Attackers controlling contracts can replace payloads at any time, altering assault strategies or deploying completely different malware concurrently.

Google Threat Intelligence documented UNC5342 utilizing EtherHiding within the “Contagious Interview” marketing campaign, the place pretend recruiters impersonate corporations like Coinbase and Robinhood.

Victims obtain malicious recordsdata from GitHub repositories throughout technical assessments, triggering multi-stage infections.

The JADESNOW downloader queries BNB Smart Chain by API suppliers like Binplorer to retrieve payloads from good contract handle 0x8ea**8a71c.

The contract has been up to date over 20 instances inside 4 months, costing a median of $1.37 in fuel charges per replace.

Blockchain explorers present on-chain transactions containing Base64-encoded and XOR-encrypted messages that decrypt to closely obfuscated JavaScript payloads.

The malware pivots between networks, querying Ethereum transaction historical past by a number of explorer APIs, together with Blockchair, Blockcypher, and Ethplorer.

The last INVISIBLEFERRET.JAVASCRIPT payload connects to command-and-control servers through port 3306, sending sufferer hostname, username, working system, and present listing.

The backdoor processes arbitrary command execution, file exfiltration, and listing harvesting whereas concentrating on over 80 browser extensions, together with MetaMask and Phantom.

Fake Companies and Stolen Identities

Earlier this yr, it was found that North Korean operatives established legitimate US corporations utilizing pretend identities to create credible company fronts.

Silent Push researchers found Blocknovas registered to a vacant lot in South Carolina, whereas Softglide traced again to a Buffalo tax workplace.

These corporations launched the “Contagious Interview” marketing campaign, a Lazarus Group subgroup specializing in malware deployment.

ZachXBT documented at least 25 instances of North Korean IT staff infiltrating crypto corporations, working beneath greater than 30 pretend identities with government-issued ID playing cards {and professional} LinkedIn accounts.

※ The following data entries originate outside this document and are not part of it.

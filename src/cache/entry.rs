//! On-disk shape of a single cache entry
//!
//! Each entry is stored as a JSON object holding the payload fields plus the
//! reserved `valid` field, which carries the validity timestamp.

use serde::{Deserialize, Deserializer, Serialize};
use serde_json::{Map, Value};

/// Name of the reserved field holding the validity timestamp
pub const VALID_FIELD: &str = "valid";

/// Timestamp that is stale for any realistic clock (the epoch origin)
pub const STALE_SINCE: i64 = 0;

/// A single cached lookup result
#[derive(Debug, Clone, PartialEq, Serialize, Deserialize)]
pub struct CacheEntry {
    /// The cached result, without the reserved `valid` field
    #[serde(flatten)]
    pub payload: Map<String, Value>,
    /// Seconds since the Unix epoch at which the entry was last validated
    #[serde(
        rename = "valid",
        default = "stale_since",
        deserialize_with = "lenient_timestamp"
    )]
    pub valid_since: i64,
}

impl CacheEntry {
    /// Creates an entry that is pending validation.
    ///
    /// A `valid` key inside `payload` is dropped so it cannot shadow the
    /// validity timestamp.
    pub fn pending(mut payload: Map<String, Value>) -> Self {
        payload.remove(VALID_FIELD);
        Self {
            payload,
            valid_since: STALE_SINCE,
        }
    }

    /// Returns true if the entry is within `ttl_secs` of its validity timestamp at `now`
    pub fn is_fresh(&self, now: i64, ttl_secs: i64) -> bool {
        now.saturating_sub(self.valid_since) < ttl_secs
    }
}

fn stale_since() -> i64 {
    STALE_SINCE
}

/// Accepts integer or float timestamps; anything else degrades to stale.
fn lenient_timestamp<'de, D>(deserializer: D) -> Result<i64, D::Error>
where
    D: Deserializer<'de>,
{
    let value = Value::deserialize(deserializer)?;
    let timestamp = match &value {
        Value::Number(n) => n
            .as_i64()
            .or_else(|| n.as_f64().map(|f| f as i64))
            .unwrap_or(STALE_SINCE),
        _ => {
            tracing::warn!(
                value = %value,
                "non-numeric validity timestamp, treating entry as stale"
            );
            STALE_SINCE
        }
    };
    Ok(timestamp)
}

A compromised device revealed systematic expense documentation for buying Social Security numbers, skilled accounts, and VPN companies.

Last month, Binance founder Changpeng Zhao additionally warned about 4 main assault vectors, which embrace pretend job functions, fraudulent interviews with malware-laden hyperlinks, buyer help scams, and bribery of staff or outsourced distributors.

These North Korean hackers are superior, artistic and affected person. I’ve seen/heard:

1. They pose as job candidates to attempt to get jobs in your organization. This offers them a “foot within the door”. They particularly like dev, safety, finance positions.

2. They pose as employers and attempt to… https://t.co/axo5FF9YMV

— CZ BNB (@cz_binance) September 18, 2025

He cited a significant Indian outsourced service hack that leaked U.S. trade consumer knowledge, leading to over $400 million in losses.

Cisco Talos has beforehand documented Famous Chollima creating fraudulent skill-testing web sites utilizing React frameworks that intently mimic legit firm evaluation platforms by the PylangGhost malware marketing campaign, which targets crypto professionals.

Victims full technical assessments, which embrace downloading alleged video drivers containing malicious Python-based payloads.

Efforts have been made to cease these unhealthy actors, as U.S. authorities recently seized over $7.7 million in crypto allegedly earned by networks of covert IT staff.

The put up North Korea Weaponizes Blockchain for Stealth Hacks, Poses as Job Recruiters appeared first on Cryptonews.